The next few years of my life in sunny southern California were crazy. But a good crazy this time. I met Mr. Craig, married him, and for the first time, I appreciated what a real marriage was supposed to be. A couple of years later, we packed our bags, and headed to Texas. As I was cleaning out an old dresser drawer, I found the ring again. This time, I appreciated it a little bit more. My own grandmother was aging, and as I held it in my palm, I thought about telling my grandmother thank you for bestowing me with this ring. I recall taking the ring to my husband and asking him to put it somewhere important.
We were probably in Houston a year. It was 1987. My grandparents were coming for a visit. I wanted to show my grandmother the ring, and tell her thank you, but it occurred to me that I didn’t have a clue where it was. I went to my husband and asked where he’d tucked it away. He had no memory of the ring. The whole time my grandparents were there, I was shrouded by a sense of guilt. I’d lost MeeMaw’s ring. Lost a part of the family’s history.
That guilt never completely went away. Before my grandfather died, I’d gotten really close to my grandmother, and as crazy as it sounds, we became friends. She lived in Florida, and we visited each other at least three times a year. She never asked about that ring, and down deep, I felt she knew I’d lost it. When she died, I remember standing at her casket and silently apologizing and feeling as if I’d let her down.
Fast forward to 2014. Hubby and I had just undergone a monumental feat. We’d moved from a home we’d lived in for 20 years. Amazing the things you find. A framed piece of cross-stitch that I made when I was pregnant with my son. A doll that had belonged to my daughter when we hurriedly packed our things and moved to California. Old snapshots of my grandmother in her bathing suit on one of my many trips to see her in Florida.
Then, last week, my hubby walked into the room to show me his mother’s high school ring that’d he’d found. When he went to put it away, I felt my heart tug about another ring. I wondered if grandma was looking down on me, upset that I’d lost it. Oddly enough, she stayed on my mind for the next few days.
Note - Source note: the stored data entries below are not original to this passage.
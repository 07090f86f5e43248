use criterion::{criterion_group, criterion_main, Criterion};
use mosaic::{render, Mosaics, Palette, RenderOptions};
use nexrad::{ProductKey, Record, Tile, BINS};

/// Builds a national composite of `rows` by `cols` standard blocks
/// under a single coarse block.
fn synthetic_conus(rows: i32, cols: i32) -> Mosaics {
    let key = ProductKey::new("CONUS", "00:00");
    let mut mosaics = Mosaics::new();
    let bins = |seed: i32| {
        let mut bins = [0u8; BINS];
        for (i, bin) in bins.iter_mut().enumerate() {
            *bin = ((i as i32 + seed) % 8) as u8;
        }
        bins
    };
    mosaics.insert(Record {
        key: key.clone(),
        tile: Tile::new(1, 2400, 5760, 4 * rows, 48 * cols, bins(0)).unwrap(),
    });
    for row in 0..rows {
        for col in 0..cols {
            let tile = Tile::new(0, 2400 - 4 * row, 5760 + 48 * col, 4, 48, bins(row + col)).unwrap();
            mosaics.insert(Record {
                key: key.clone(),
                tile,
            });
        }
    }
    mosaics
}

fn render_conus(c: &mut Criterion) {
    let mut group = c.benchmark_group("Render");
    let palette = Palette::new();
    let options = RenderOptions::default();

    for (name, rows, cols) in [("small", 4, 4), ("regional", 30, 10)] {
        let mosaics = synthetic_conus(rows, cols);
        let (key, mosaic) = mosaics.iter().next().unwrap();
        group.bench_function(name, |b| {
            b.iter(|| render(key, mosaic, &palette, &options).unwrap())
        });
    }
}

criterion_group!(benches, render_conus);
criterion_main!(benches);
Then, this morning, he walked into my study to show me another old picture he’d found of his grandmother. I sighed and told him that part of me was still mad at him for losing my great-grandmother’s ring.
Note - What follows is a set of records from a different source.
/// SQLite implementation of [`GuessStore`].
pub mod sqlite;

use crate::dao::models::{CipherEntity, GuessEntity};
use crate::dao::storage::StorageResult;
use crate::state::round::Guess;
use futures::future::BoxFuture;

/// Ordering applied when listing every guess of the round.
#[derive(Debug, Clone, Copy, PartialEq, Eq, Default)]
pub enum GuessOrder {
    /// Highest guess first; equal guesses by ascending id.
    #[default]
    GuessDesc,
    /// Submission order (ascending id).
    Insertion,
}

/// Abstraction over the persistence layer for guesses and cipher entries.
pub trait GuessStore: Send + Sync {
    /// Record a guess and return its id.
    fn append(&self, name: String, guess: Guess) -> BoxFuture<'static, StorageResult<i64>>;
    /// Number of guesses in the running round.
    fn count(&self) -> BoxFuture<'static, StorageResult<u64>>;
    /// Every guess of the running round in the requested order.
    fn list_all(&self, order: GuessOrder) -> BoxFuture<'static, StorageResult<Vec<GuessEntity>>>;
    /// Returns whether a row was removed; unknown ids are not an error.
    fn delete_by_id(&self, id: i64) -> BoxFuture<'static, StorageResult<bool>>;
    /// Drop every guess and start from an empty table. Cipher rows are kept.
    fn reset_round(&self) -> BoxFuture<'static, StorageResult<()>>;
    /// Record a cipher answer verbatim and return its id.
    fn append_cipher(&self, name: String, text: String) -> BoxFuture<'static, StorageResult<i64>>;
    /// Every cipher answer in submission order.
    fn list_ciphers(&self) -> BoxFuture<'static, StorageResult<Vec<CipherEntity>>>;
    /// Run a trivial query to prove the database answers.
    fn health_check(&self) -> BoxFuture<'static, StorageResult<()>>;
}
“What ring?” he asked. Leave it to a man to forget.
“A ring,” I told him. “A wedding band.”
His eyes lit up. “I was wondering who it belonged to.” I followed him into our now guest bedroom where he’d stored some keepsakes. In an old wooden box was a simple gold band. I picked it up and recalled holding my great-grandmother’s frail hand, recalled holding my own grandmother’s hand when it turned just as frail. My eyes grew misty as almost thirty years of guilt eased off my shoulders.
Yup, it’s good to clear out the clutter of our lives, but sometimes when the clutter is gone, you suddenly find something worth keeping. Something that someday, I will place in my granddaughter’s hand and say, “It’s special. Make sure you take care of it.”